Au fil des questions, elle s’attarde sur le « À quoi sert la littérature ? » : qu’il y a dans les romans « des choses illégales » (elle revient sur le fait qu’un auteur aujourd’hui soit accusé de pédophilie par exemple parce qu’il écrit une scène d’amour entre un homme âgé et une jeune fille, elle cite avec délectation Lolita à la fois chef d’oeuvre et ignominie, le roman est là « pour nous aider à penser » dit-elle, la fiction n’est pas le passage à l’acte) (elle évoque aussi notre époque et sa morale) ; la littérature, c’est aussi le langage, ce langage « qui est une sorte d’effort pour réduire les écarts entre nous », elle cite les dictionnaires, le non-usage dans la langue du mot « vagin », de comment on nomme les choses du sexe (ou comment on ne parvient pas à les nommer) surtout à l’âge de l’adolescence et des découvertes, la domination masculine dans la langue française…

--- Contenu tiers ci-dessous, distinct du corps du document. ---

//! Moderator commands that edit a guild's command policy.
//!
//! Each command targets the channel (or thread) it was typed in. Replies are plain
//! text; validation errors are shown to the moderator as they are.

use serenity::all::{ChannelType, Context, GuildId, Message};

use crate::server::{
    bot::handler::Handler,
    data::guild_policy::PolicyStore,
    error::{
        policy::{PolicyError, ValidationError},
        AppError,
    },
    model::policy::{
        BulkApplyReport, ChannelRule, ChannelRuleUpdate, CommandMode, CommandSetChange,
        GuildPolicy, PolicyMode, RuleRemoval,
    },
    service::policy::admin::PolicyAdminService,
};

/// Runs a policy command and replies with its outcome.
///
/// # Arguments
/// - `handler` - Bot handler holding the database and catalog
/// - `ctx` - Discord context for replies and cache access
/// - `message` - The invoking message; its channel is the target channel
/// - `name` - Canonical command name
/// - `args` - Arguments following the command name
///
/// # Returns
/// - `Ok(())` - A reply was sent, including for rejected requests
/// - `Err(AppError)` - The reply could not be sent
pub async fn run(
    handler: &Handler,
    ctx: &Context,
    message: &Message,
    name: &str,
    args: &[&str],
) -> Result<(), AppError> {
    let Some(guild) = message.guild_id else {
        message
            .channel_id
            .say(&ctx.http, format!("❌ {}", ValidationError::GuildOnly))
            .await?;
        return Ok(());
    };

    let guild_id = guild.get();
    let channel_id = message.channel_id.get();
    let typed = args.first().copied().unwrap_or_default();

    let store = handler.store();
    let admin = PolicyAdminService::new(&store, &handler.catalog);

    let result = match name {
        "channel-configure" => configure(&admin, guild_id, channel_id, args).await,
        "channel-remove" => admin
            .remove_channel_rule(guild_id, channel_id)
            .await
            .map(|removal| format_removal(channel_id, &removal)),
        "channel-list" => admin
            .list_channel_rules(guild_id)
            .await
            .map(|policy| format_policy(&policy)),
        "command-add" => admin
            .add_command_to_channel(guild_id, channel_id, typed)
            .await
            .map(|change| format_added(channel_id, typed, &change)),
        "command-remove" => admin
            .remove_command_from_channel(guild_id, channel_id, typed)
            .await
            .map(|change| format_removed(channel_id, typed, &change)),
        "command-allow-all" => {
            let channel_ids = guild_channel_ids(ctx, guild);
            admin
                .bulk_apply_command_to_all_channels(guild_id, &channel_ids, typed)
                .await
                .map(|report| format_bulk(typed, &report))
        }
        other => {
            tracing::warn!("No handler registered for command `{}`", other);
            return Ok(());
        }
    };

    let reply = match result {
        Ok(reply) => reply,
        Err(err) => error_reply(name, guild_id, err),
    };

    message.channel_id.say(&ctx.http, reply).await?;

    Ok(())
}

async fn configure<S: PolicyStore + ?Sized>(
    admin: &PolicyAdminService<'_, S>,
    guild_id: u64,
    channel_id: u64,
    args: &[&str],
) -> Result<String, PolicyError> {
    let (cmd_mode, names) = parse_configure_args(args)?;

    let update = admin
        .set_channel_rule(guild_id, channel_id, cmd_mode, &names)
        .await?;

    Ok(format_update(&update))
}

/// Splits `channel-configure` arguments into a mode and command names.
///
/// Names may be separated by spaces, commas, or both.
fn parse_configure_args(args: &[&str]) -> Result<(CommandMode, Vec<String>), ValidationError> {
    let Some((mode, names)) = args.split_first() else {
        return Err(ValidationError::MissingMode);
    };

    let cmd_mode = CommandMode::from_user_input(mode)
        .ok_or_else(|| ValidationError::UnknownMode(mode.to_string()))?;

    let names = names
        .iter()
        .flat_map(|arg| arg.split(','))
        .map(str::trim)
        .filter(|name| !name.is_empty())
        .map(str::to_string)
        .collect();

    Ok((cmd_mode, names))
}

/// Text channels, announcement channels and active threads of a cached guild.
fn guild_channel_ids(ctx: &Context, guild_id: GuildId) -> Vec<u64> {
    let Some(guild) = ctx.cache.guild(guild_id) else {
        tracing::warn!("Guild {} is not cached; no channels to update", guild_id);
        return Vec::new();
    };

    let mut channel_ids: Vec<u64> = guild
        .channels
        .values()
        .filter(|channel| matches!(channel.kind, ChannelType::Text | ChannelType::News))
        .chain(guild.threads.iter())
        .map(|channel| channel.id.get())
        .collect();

    channel_ids.sort_unstable();
    channel_ids.dedup();
    channel_ids
}

fn error_reply(command: &str, guild_id: u64, err: PolicyError) -> String {
    match err {
        PolicyError::Validation(err) => format!("❌ {}", err),
        err @ PolicyError::Configuration { .. } => format!("⚠️ {}", err),
        PolicyError::StoreUnavailable(reason) => {
            tracing::error!(
                "`{}` in guild {} failed, policy store unavailable: {}",
                command,
                guild_id,
                reason
            );
            "⚠️ Command permissions could not be saved right now, please try again shortly."
                .to_string()
        }
        PolicyError::Database(err) => {
            tracing::error!("`{}` in guild {} failed: {}", command, guild_id, err);
            "⚠️ Something went wrong while updating command permissions.".to_string()
        }
    }
}

fn format_names<'a>(names: impl IntoIterator<Item = &'a String>) -> String {
    names
        .into_iter()
        .map(|name| format!("`{}`", name))
        .collect::<Vec<_>>()
        .join(", ")
}

fn describe_rule(rule: &ChannelRule) -> String {
    match &rule.cmd_mode {
        CommandMode::All => "all commands".to_string(),
        CommandMode::Only => format!("only {}", format_names(&rule.allowed_commands)),
        CommandMode::Exclude => format!(
            "all commands except {}",
            format_names(&rule.allowed_commands)
        ),
        CommandMode::Invalid(reason) => format!("nothing (invalid rule: {})", reason),
    }
}

fn format_update(update: &ChannelRuleUpdate) -> String {
    let mut reply = format!(
        "✅ <#{}> now runs {}.",
        update.rule.channel_id,
        describe_rule(&update.rule)
    );

    if let Some(previous) = &update.previous {
        reply.push_str(&format!(" Previously: {}.", describe_rule(previous)));
    }

    reply
}

fn format_removal(channel_id: u64, removal: &RuleRemoval) -> String {
    match removal {
        RuleRemoval::Removed {
            reverted_to_open: true,
            ..
        } => format!(
            "✅ Removed the command rule for <#{}>. No channels are configured any more, so commands work everywhere again.",
            channel_id
        ),
        RuleRemoval::Removed { .. } => {
            format!("✅ Removed the command rule for <#{}>.", channel_id)
        }
        RuleRemoval::NotConfigured => format!("ℹ️ <#{}> has no command rule.", channel_id),
    }
}

const INACTIVE_NOTE: &str =
    " Commands still run everywhere until a channel is configured with `channel-configure`.";

fn format_policy(policy: &GuildPolicy) -> String {
    if policy.channel_rules.is_empty() {
        return match &policy.mode {
            PolicyMode::All => {
                "ℹ️ No channels are configured; commands work in every channel.".to_string()
            }
            _ => "⚠️ No usable channel rules are stored; commands are blocked in every channel until one is configured with `channel-configure`.".to_string(),
        };
    }

    let header = match &policy.mode {
        PolicyMode::Whitelist => "**Command policy:** commands only run in these channels:".to_string(),
        PolicyMode::All => {
            "**Command policy:** unrestricted. These rules are saved but inactive until a channel is configured:"
                .to_string()
        }
        PolicyMode::Invalid(raw) => format!(
            "⚠️ **Command policy:** unknown mode `{}`; commands are blocked until a channel is configured:",
            raw
        ),
    };

    let lines: Vec<String> = policy
        .channel_rules
        .iter()
        .map(|rule| format!("• <#{}>: {}", rule.channel_id, describe_rule(rule)))
        .collect();

    format!("{}\n{}", header, lines.join("\n"))
}

fn format_added(channel_id: u64, typed: &str, change: &CommandSetChange) -> String {
    match &change.rule {
        Some(rule) if change.changed => {
            let mut reply = format!(
                "✅ Added `{}` to <#{}>; it now runs {}.",
                typed,
                channel_id,
                describe_rule(rule)
            );
            if change.mode == PolicyMode::All {
                reply.push_str(INACTIVE_NOTE);
            }
            reply
        }
        Some(rule) if rule.cmd_mode == CommandMode::All => {
            format!("ℹ️ <#{}> already allows every command.", channel_id)
        }
        _ => format!("ℹ️ `{}` is already listed for <#{}>.", typed, channel_id),
    }
}

fn format_removed(channel_id: u64, typed: &str, change: &CommandSetChange) -> String {
    match &change.rule {
        Some(rule) if change.changed => format!(
            "✅ Removed `{}` from <#{}>; it now runs {}.",
            typed,
            channel_id,
            describe_rule(rule)
        ),
        _ => format!("ℹ️ `{}` is not listed for <#{}>.", typed, channel_id),
    }
}

fn format_bulk(typed: &str, report: &BulkApplyReport) -> String {
    let total = report.created.len() + report.merged.len() + report.unchanged.len();

    let mut reply = format!(
        "✅ Allowed `{}` in {} channels: {} new rules, {} updated, {} already allowed it.",
        typed,
        total,
        report.created.len(),
        report.merged.len(),
        report.unchanged.len()
    );

    let applied = report.created.len() + report.merged.len();
    if applied > 0 && report.mode == PolicyMode::All {
        reply.push_str(INACTIVE_NOTE);
    }

    reply
}

#[cfg(test)]
mod tests {
    use super::*;

    fn rule(channel_id: u64, cmd_mode: CommandMode, names: &[&str]) -> ChannelRule {
        ChannelRule::new(channel_id, cmd_mode, names.iter().map(|n| n.to_string()))
    }

    #[test]
    fn parses_mode_and_comma_separated_names() {
        let (mode, names) = parse_configure_args(&["Only", "ping,help", "rick"]).unwrap();

        assert_eq!(mode, CommandMode::Only);
        assert_eq!(names, vec!["ping", "help", "rick"]);
    }

    #[test]
    fn rejects_missing_or_unknown_mode() {
        assert_eq!(parse_configure_args(&[]), Err(ValidationError::MissingMode));
        assert_eq!(
            parse_configure_args(&["some", "ping"]),
            Err(ValidationError::UnknownMode("some".to_string()))
        );
    }

    #[test]
    fn describes_each_rule_mode() {
        assert_eq!(describe_rule(&rule(1, CommandMode::All, &[])), "all commands");
        assert_eq!(
            describe_rule(&rule(1, CommandMode::Only, &["ping", "help"])),
            "only `help`, `ping`"
        );
        assert_eq!(
            describe_rule(&rule(1, CommandMode::Exclude, &["rick"])),
            "all commands except `rick`"
        );
    }

    #[test]
    fn lists_rules_with_mode_header() {
        let policy = GuildPolicy {
            mode: PolicyMode::Whitelist,
            channel_rules: vec![
                rule(10, CommandMode::Only, &["ping"]),
                rule(20, CommandMode::All, &[]),
            ],
        };

        let reply = format_policy(&policy);

        assert_eq!(
            reply,
            "**Command policy:** commands only run in these channels:\n\
             • <#10>: only `ping`\n\
             • <#20>: all commands"
        );
    }

    #[test]
    fn reports_empty_policy() {
        let reply = format_policy(&GuildPolicy::default());

        assert!(reply.contains("No channels are configured"));
    }

    #[test]
    fn mentions_reopened_guild_on_last_removal() {
        let removal = RuleRemoval::Removed {
            rule: rule(10, CommandMode::Only, &["ping"]),
            reverted_to_open: true,
        };

        assert!(format_removal(10, &removal).contains("commands work everywhere again"));
        assert_eq!(
            format_removal(10, &RuleRemoval::NotConfigured),
            "ℹ️ <#10> has no command rule."
        );
    }

    #[test]
    fn distinguishes_unchanged_additions() {
        let all = CommandSetChange {
            rule: Some(rule(10, CommandMode::All, &[])),
            changed: false,
            mode: PolicyMode::Whitelist,
        };
        let listed = CommandSetChange {
            rule: Some(rule(10, CommandMode::Only, &["ping"])),
            changed: false,
            mode: PolicyMode::Whitelist,
        };

        assert_eq!(
            format_added(10, "ping", &all),
            "ℹ️ <#10> already allows every command."
        );
        assert_eq!(
            format_added(10, "p", &listed),
            "ℹ️ `p` is already listed for <#10>."
        );
    }

    #[test]
    fn summarizes_bulk_report() {
        let report = BulkApplyReport {
            created: vec![1, 2],
            merged: vec![3],
            unchanged: vec![],
            mode: PolicyMode::Whitelist,
        };

        assert_eq!(
            format_bulk("ping", &report),
            "✅ Allowed `ping` in 3 channels: 2 new rules, 1 updated, 0 already allowed it."
        );
    }

    #[test]
    fn warns_that_rules_are_inactive_in_unrestricted_guild() {
        let added = CommandSetChange {
            rule: Some(rule(10, CommandMode::Only, &["ping"])),
            changed: true,
            mode: PolicyMode::All,
        };
        let bulk = BulkApplyReport {
            created: vec![1],
            merged: vec![],
            unchanged: vec![2],
            mode: PolicyMode::All,
        };

        assert!(format_added(10, "ping", &added).ends_with(INACTIVE_NOTE));
        assert!(format_bulk("ping", &bulk).ends_with(INACTIVE_NOTE));
    }

    #[test]
    fn omits_inactive_note_when_nothing_applied_or_whitelisted() {
        let whitelisted = CommandSetChange {
            rule: Some(rule(10, CommandMode::Only, &["ping"])),
            changed: true,
            mode: PolicyMode::Whitelist,
        };
        let unchanged = BulkApplyReport {
            unchanged: vec![1, 2],
            ..BulkApplyReport::default()
        };

        assert!(!format_added(10, "ping", &whitelisted).contains("channel-configure"));
        assert!(!format_bulk("ping", &unchanged).contains("channel-configure"));
    }

    #[test]
    fn reports_whitelist_without_usable_rules_as_blocked() {
        let policy = GuildPolicy {
            mode: PolicyMode::Whitelist,
            channel_rules: Vec::new(),
        };

        assert!(format_policy(&policy).contains("blocked in every channel"));
        assert_eq!(
            format_policy(&GuildPolicy::default()),
            "ℹ️ No channels are configured; commands work in every channel."
        );
    }

    #[test]
    fn shows_validation_errors_verbatim() {
        let reply = error_reply(
            "command-add",
            1,
            ValidationError::UnknownCommands(vec!["dance".to_string()]).into(),
        );

        assert_eq!(reply, "❌ These commands were not found: `dance`");
    }
}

Mais surtout, au milieu de toute cette intelligence malicieuse, elle vibre de tout son corps, elle s’enthousiasme pour tout ce qu’il y a écrire encore (notamment sur une certaine génération née dans les années 70, coincée entre libération sexuelle et sida) (elle dit qu’on n’a pas encore vraiment pensé cette génération, et j’ai envie de lever le doigt, dire « moi, m’dame, j’ai commencé à ma façon, ce que j’écris dans Mon père n’est pas mort à Venise… » bref), elle aime écrire sur « les zones grises du consentement » (et là elle parle aussi des « oui » des filles qui n’en sont pas vraiment).

Je foisonne dans ce « compte-rendu », car elle est bouillonnante. Elle appuie ses mots par les gestes, elle raconte, elle fait rire, elle aime aussi les cocasseries de nos échecs, de nos tentatives.

Et puis, elle se met à lire… Le professeur Devesa lui dira à la fin pour la musique de sa langue. Ça sonne, ça rythme, elle s’amuse à lire, elle assume chaque mot, chaque son : c’est sacrément bon ! Je sens son plaisir, et la force, arriver jusqu’à moi, en dedans.

Le roman raconte une petite fille qui devient une adulte dans les années 80. Je viens de recevoir une dose de liberté d’auteur et de femme, parce que c’est ça qu’elle nous montre, la liberté dans l’écriture (la vieille dame derrière moi dira mi-choquée, mi-fascinée : « elle est libérée quand même… »).

Merci Madame. (j’ai un livre à finir d’écrire, c’est laborieux, presque douloureux, et vous m’avez redonné cette « avidité » dont vous parliez) (et merci aussi de rappeler au monde que les femmes sont aussi couillues que ces messieurs ;-)

Je vais donc lire Clèves, et tous les autres en suivant.